Ömer Hayyam, “Binom açılımı” olarak bilinen formülün katsayılarının kolayca elde edilmesine yarayan Pascal Üçgeni’ni Pascal'dan önce keşfedenler arasındadır. Pascal ise, Ömer Hayyam’dan yaklaşık 400 yıl sonra aynı üçgen ile karşımıza çıkar. Zaten bu üçgeni “Hayyam Üçgeni” adıyla ananlar da yok değil.
Öklid (Euclid) aksiyomları üzerinde de çalışmalar yürüten Ömer Hayyam, Paralellik Aksiyomunu başka bir önerme kümesiyle değiştirerek Öklid dışı geometrinin (Non-Euclidean Geometry) temellerini atmıştır. Bugün kullanılan “dar, geniş ve dik açı hipotezleri” bu bakımdan Ömer Hayyam’ın eseri olarak sayılabilir.
Ömer Hayyam’ın Öklit Aksiyomu Üzerindeki Çalışması
On bölümden meydana gelen Cebir Risalesi (Fil-Berâhin Alâ Mesâil-il-Cebr vel-Mukâbele)'ni kaleme alan Ömer Hayyam, bu kitabında kübik denklemleri incelemiş ve bu denklemleri gruplara ayırmıştır. Bu matematik tarihinde bir ilktir.

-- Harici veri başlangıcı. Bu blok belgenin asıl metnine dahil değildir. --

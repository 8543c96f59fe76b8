use serde::{Deserialize, Serialize};
use crate::common::BvrBox;
use crate::detection_runners::nms::Nms;

/// One object found by the engine in a single forward pass.
#[derive(Default, Debug, Clone, PartialEq, Serialize, Deserialize)]
pub struct BvrDetection {
    pub class_id: usize,
    pub label: Option<String>,
    pub confidence: f32,
    pub bbox: BvrBox,
}

impl Nms for BvrDetection {
    fn iou(&self, other: &Self) -> f32 {
        self.bbox.iou(&other.bbox)
    }

    fn confidence(&self) -> f32 {
        self.confidence
    }

    fn class_id(&self) -> usize {
        self.class_id
    }
}

impl BvrDetection {
    pub fn new(class_id: usize, bbox: BvrBox, label: Option<String>, confidence: f32) -> Self {
        Self {
            class_id,
            label,
            confidence,
            bbox,
        }
    }

    /// Sets the bounding box's coordinates and dimensions using `(x, y, w, h)`.
    pub fn with_x1y1_wh(mut self, x: f32, y: f32, w: f32, h: f32) -> Self {
        self.bbox = BvrBox::default().with_x1y1_wh(x, y, w, h);
        self
    }

    /// Sets the confidence score of the detection.
    pub fn with_confidence(mut self, conf: f32) -> Self {
        self.confidence = conf;
        self
    }

    /// Sets the class ID of the detection.
    pub fn with_class_id(mut self, class_id: usize) -> Self {
        self.class_id = class_id;
        self
    }

    /// Sets the optional name of the detection.
    pub fn with_label(mut self, label: &str) -> Self {
        self.label = Some(label.to_string());
        self
    }

    pub fn get_label(&self) -> String {
        self.label.clone().unwrap_or("Unknown".to_string())
    }
}
use std::path::Path;
use ab_glyph::{FontVec, PxScale};
use anyhow::{Context, Result};
use image::RgbImage;
use imageproc::drawing::{draw_hollow_rect_mut, draw_text_mut};
use imageproc::rect::Rect;
use crate::common::{BoundingBoxes, BvrImage, ClassBucket, CompiledMessage};
use crate::data::send_channels::try_publish;
use crate::data::{PublishSenders, CROSS_MARK};

const LABEL_HEIGHT: f32 = 16.;

/// Fire-and-forget output side of the dispatcher.
pub struct ResultPublisher {
    senders: PublishSenders,
    font: Option<FontVec>,
    publish_detection_image: bool,
}

impl std::fmt::Debug for ResultPublisher {
    fn fmt(&self, f: &mut std::fmt::Formatter<'_>) -> std::fmt::Result {
        f.debug_struct("ResultPublisher")
            .field("font", &self.font.is_some())
            .field("publish_detection_image", &self.publish_detection_image)
            .finish()
    }
}

impl ResultPublisher {
    pub fn new(senders: PublishSenders, font_path: Option<&str>, publish_detection_image: bool) -> Result<Self> {
        let font = match font_path {
            Some(path) => Some(load_font(Path::new(path))?),
            None => None,
        };
        Ok(Self {
            senders,
            font,
            publish_detection_image,
        })
    }

    /// Emits every output of one cycle and returns how many were accepted.
    /// A rejected output never stops the others.
    pub fn publish(
        &self,
        frame: &BvrImage,
        buckets: &[ClassBucket],
        boxes: &BoundingBoxes,
        compiled: Vec<CompiledMessage>,
    ) -> usize {
        let mut sent = 0;

        if self.publish_detection_image {
            let annotated = annotate(frame, buckets, self.font.as_ref());
            sent += try_publish(&self.senders.detection_image_tx, Box::new(annotated), "detection_image") as usize;
        }
        sent += try_publish(&self.senders.bounding_boxes_tx, boxes.clone(), "bounding_boxes") as usize;
        sent += try_publish(&self.senders.object_count_tx, boxes.len(), "object_count") as usize;
        for message in compiled {
            sent += try_publish(&self.senders.compiled_tx, Box::new(message), "compiled") as usize;
        }

        sent
    }
}

fn load_font(path: &Path) -> Result<FontVec> {
    let data = std::fs::read(path)
        .with_context(|| format!("{CROSS_MARK} Failed to read label font {}", path.display()))?;
    FontVec::try_from_vec(data)
        .map_err(|e| anyhow::anyhow!("{CROSS_MARK} Invalid label font {}: {}", path.display(), e))
}

/// Copy of `frame` with every bucket's boxes drawn in the class colour.
pub fn annotate(frame: &BvrImage, buckets: &[ClassBucket], font: Option<&FontVec>) -> RgbImage {
    let mut img = frame.clone_image();
    if img.width() == 0 || img.height() == 0 {
        return img;
    }

    let (frame_w, frame_h) = (img.width() as f32, img.height() as f32);
    for bucket in buckets {
        let draw_color = bucket.colour();
        for detection in bucket.detections() {
            // Engines may report boxes far outside the frame.
            let (x, y, w, h) = detection.bbox.clamped(frame_w, frame_h).as_xy_wh_i32();
            let (w, h) = (w.max(1) as u32, h.max(1) as u32);
            draw_hollow_rect_mut(&mut img, Rect::at(x, y).of_size(w, h), draw_color);
            if w > 2 && h > 2 {
                draw_hollow_rect_mut(&mut img, Rect::at(x + 1, y + 1).of_size(w - 2, h - 2), draw_color);
            }

            if let Some(font) = font {
                let text = format!("{} {:.2}", detection.get_label(), detection.confidence);
                let text_y = if y as f32 >= LABEL_HEIGHT { y - LABEL_HEIGHT as i32 } else { y + 2 };
                draw_text_mut(&mut img, draw_color, x.saturating_add(2), text_y, PxScale::from(LABEL_HEIGHT), font, &text);
            }
        }
    }
    img
}

#[cfg(test)]
mod tests {
    use super::*;
    use image::Rgb;
    use crate::common::BvrDetection;

    #[test]
    fn draws_on_a_copy() {
        let frame = BvrImage::new(RgbImage::new(20, 20));
        let mut bucket = ClassBucket::new(0, "person".to_string(), Rgb([255, 0, 255]));
        bucket.push(BvrDetection::default().with_x1y1_wh(2., 2., 10., 10.).with_confidence(0.9));

        let img = annotate(&frame, &[bucket], None);
        assert_eq!(*img.get_pixel(2, 2), Rgb([255, 0, 255]));
        assert_eq!(*img.get_pixel(3, 5), Rgb([255, 0, 255]));
        assert_eq!(*img.get_pixel(6, 6), Rgb([0, 0, 0]));
        assert_eq!(*frame.get_pixel(2, 2), Rgb([0, 0, 0]));
    }

    #[test]
    fn off_frame_boxes_are_clamped() {
        let frame = BvrImage::new(RgbImage::new(20, 20));
        let mut bucket = ClassBucket::new(1, "car".to_string(), Rgb([0, 255, 0]));
        bucket.push(BvrDetection::default().with_x1y1_wh(1e10, 1e10, 1e10, 1e10).with_confidence(0.9));
        bucket.push(BvrDetection::default().with_x1y1_wh(-1e12, 5., 3e12, 1e12).with_confidence(0.9));
        bucket.push(BvrDetection::default().with_x1y1_wh(f32::MAX, -f32::MAX, f32::MAX, f32::MAX).with_confidence(0.9));

        let img = annotate(&frame, &[bucket], None);
        assert_eq!(img.dimensions(), (20, 20));
        // The huge box is drawn along the frame's edges.
        assert_eq!(*img.get_pixel(0, 10), Rgb([0, 255, 0]));
        assert_eq!(*img.get_pixel(0, 5), Rgb([0, 255, 0]));
    }

    #[test]
    fn missing_font_is_fatal() {
        let (senders, _receivers) = crate::data::send_channels::publish_channels(1);
        assert!(ResultPublisher::new(senders, Some("/nonexistent/font.ttf"), true).is_err());
    }
}
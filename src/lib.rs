mod utils;
pub mod aggregator;
pub mod check_protocol;
pub mod common;
pub mod data;
pub mod detection_runners;
pub mod dispatcher;
pub mod fusion;
pub mod ingestion;
pub mod publisher;

pub use crate::check_protocol::CheckHandle;
pub use crate::common::{BoundingBoxes, BvrDetection, BvrImage, DispatchConfig, SourceCloud};
pub use crate::data::{CheckOutcome, PublishReceivers, SourceId};
pub use crate::detection_runners::DetectionEngine;
pub use crate::dispatcher::{CycleReport, Dispatcher};

/// Loads the dispatcher config at `config_path`, validates the engine
/// artifacts it names and starts an ONNX Runtime backed dispatcher.
#[cfg(feature = "ort-engine")]
pub fn init_dispatcher(config_path: impl AsRef<std::path::Path>) -> anyhow::Result<(Dispatcher, PublishReceivers)> {
    use crate::detection_runners::inference_process::YoloRunner;
    use crate::detection_runners::{EngineArtifacts, OrtDetector};

    let config = DispatchConfig::from_file(config_path)?;
    let artifacts = EngineArtifacts::load(&config)?;

    log::info!("Initializing ORT session with ({}) execution provider", config.inference_device);
    let detector = OrtDetector::new(&config, &artifacts)?;
    let class_names = artifacts.class_names.clone();
    Dispatcher::with_class_names(config, class_names, YoloRunner::new(detector))
}
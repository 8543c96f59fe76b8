#![allow(dead_code)]

use std::sync::atomic::{AtomicUsize, Ordering};
use std::sync::Arc;
use std::time::Duration;
use crossbeam_channel::{bounded, Receiver, Sender};
use image::{Rgb, RgbImage};
use bvr_perception::{BvrDetection, BvrImage, DetectionEngine, DispatchConfig};

pub const GATE_TIMEOUT: Duration = Duration::from_secs(5);

pub fn init_logging() {
    let _ = env_logger::builder().is_test(true).try_init();
}

pub fn class_names() -> Vec<String> {
    vec!["person".to_string(), "car".to_string()]
}

pub fn test_config() -> DispatchConfig {
    DispatchConfig {
        class_names: class_names(),
        frame_width: 100,
        frame_height: 100,
        ..Default::default()
    }
}

pub fn frame() -> BvrImage {
    BvrImage::new(RgbImage::from_pixel(100, 100, Rgb([20, 20, 20])))
}

pub fn detection(class_id: usize, confidence: f32, x: f32, y: f32, w: f32, h: f32) -> BvrDetection {
    BvrDetection::default()
        .with_class_id(class_id)
        .with_confidence(confidence)
        .with_x1y1_wh(x, y, w, h)
}

/// Returns the same detections on every call.
pub struct ScriptedEngine {
    num_classes: usize,
    detections: Vec<BvrDetection>,
    fail: bool,
    calls: Arc<AtomicUsize>,
}

impl ScriptedEngine {
    pub fn new(num_classes: usize, detections: Vec<BvrDetection>) -> Self {
        Self {
            num_classes,
            detections,
            fail: false,
            calls: Arc::new(AtomicUsize::new(0)),
        }
    }

    pub fn failing(num_classes: usize) -> Self {
        Self {
            fail: true,
            ..Self::new(num_classes, vec![])
        }
    }

    pub fn calls(&self) -> Arc<AtomicUsize> {
        Arc::clone(&self.calls)
    }
}

impl DetectionEngine for ScriptedEngine {
    fn num_classes(&self) -> usize {
        self.num_classes
    }

    fn infer(&mut self, _frame: &BvrImage) -> anyhow::Result<Vec<BvrDetection>> {
        self.calls.fetch_add(1, Ordering::SeqCst);
        if self.fail {
            anyhow::bail!("engine failure");
        }
        Ok(self.detections.clone())
    }
}

/// Test side of a [`GatedEngine`].
pub struct Gate {
    pub started: Receiver<()>,
    pub release: Sender<()>,
}

/// Signals when `infer` starts and blocks until the test releases it.
pub struct GatedEngine {
    num_classes: usize,
    detections: Vec<BvrDetection>,
    started: Sender<()>,
    release: Receiver<()>,
}

impl GatedEngine {
    pub fn new(num_classes: usize, detections: Vec<BvrDetection>) -> (Self, Gate) {
        let (started_tx, started_rx) = bounded(4);
        let (release_tx, release_rx) = bounded(4);
        let engine = Self {
            num_classes,
            detections,
            started: started_tx,
            release: release_rx,
        };
        (engine, Gate { started: started_rx, release: release_tx })
    }
}

impl DetectionEngine for GatedEngine {
    fn num_classes(&self) -> usize {
        self.num_classes
    }

    fn infer(&mut self, _frame: &BvrImage) -> anyhow::Result<Vec<BvrDetection>> {
        let _ = self.started.send(());
        self.release.recv_timeout(GATE_TIMEOUT)?;
        Ok(self.detections.clone())
    }
}
use std::time::SystemTime;
use image::{DynamicImage, RgbImage};

/// A decoded camera frame as handed to the engine.
#[derive(Debug, Clone)]
pub struct BvrImage {
    pub image: RgbImage,
    pub img_width: u32,
    pub img_height: u32,
    /// Ingestion sequence number, 0 until the frame passes through a `FrameSlot`.
    pub seq: u64,
    pub stamp: SystemTime,
}

impl Default for BvrImage {
    fn default() -> Self {
        Self::new(RgbImage::default())
    }
}

impl std::ops::Deref for BvrImage {
    type Target = RgbImage;

    fn deref(&self) -> &Self::Target {
        &self.image
    }
}

impl From<DynamicImage> for BvrImage {
    fn from(image: DynamicImage) -> Self {
        Self::new(image.to_rgb8())
    }
}

impl From<RgbImage> for BvrImage {
    fn from(image: RgbImage) -> Self {
        Self::new(image)
    }
}

impl From<BvrImage> for RgbImage {
    fn from(image: BvrImage) -> Self {
        image.image
    }
}

impl BvrImage {
    pub fn new(image: RgbImage) -> Self {
        let (img_width, img_height) = image.dimensions();
        Self {
            image,
            img_width,
            img_height,
            seq: 0,
            stamp: SystemTime::now(),
        }
    }

    pub fn with_seq(mut self, seq: u64) -> Self {
        self.seq = seq;
        self
    }

    pub fn is_empty(&self) -> bool {
        self.img_width == 0 || self.img_height == 0
    }

    pub fn clone_image(&self) -> RgbImage {
        self.image.clone()
    }
}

Kitabında sık sık cebirsel denklemleri geometrik yöntemlerle çözme yoluna başvurmuştur. Bir örnek verecek olursak; x 3 +a 2 x=b denkleminin çözümünde Hayyam şöyle bir yöntem izler: Önce x 2 =ay parabolünü daha sonra merkezi x ekseninde olan bir çember çizer. Çemberin çapı şu durumda |AC|’dir. Parabol ile çemberin kesişim noktasından (P) çemberin çapına bir dik indirir. İndirilen dikmenin x eksenini kestiği noktayı (Q) alır ve kübik denklemimizin çözümünü |AQ| doğru parçası olarak bulmuş olur. Bu çözüm yöntemi Hayyam’ın Descartes’den 600 yıl önce analitik geometride ne denli derinleşebilineceğini göstermesi açısından da önemlidir.
Cebir ve geometrinin yanında astronomi ile de ilgilenen Ömer Hayyam, Sultan Melikşah tarafından Fars takvimini düzenlemesi için görevlendirilmiştir. Görevi kabul eden Hayyam ise, “Ömer Hayyam Takvimi”, “Melikşah Takvimi” veya “Celali Takvimi” olarak isimlendirilen güneş yılına dayalı bir takvim meydana getirmiştir. Bu takvimin hata payı her 5000 yılda bir gün kadardır. Bugün kullanılan Gregoryen takviminin 3330 yılda bir gün hata verdiğini hatırladığımızda Ömer Hayyam’ın bu konudaki başarısını daha iyi anlamış oluruz.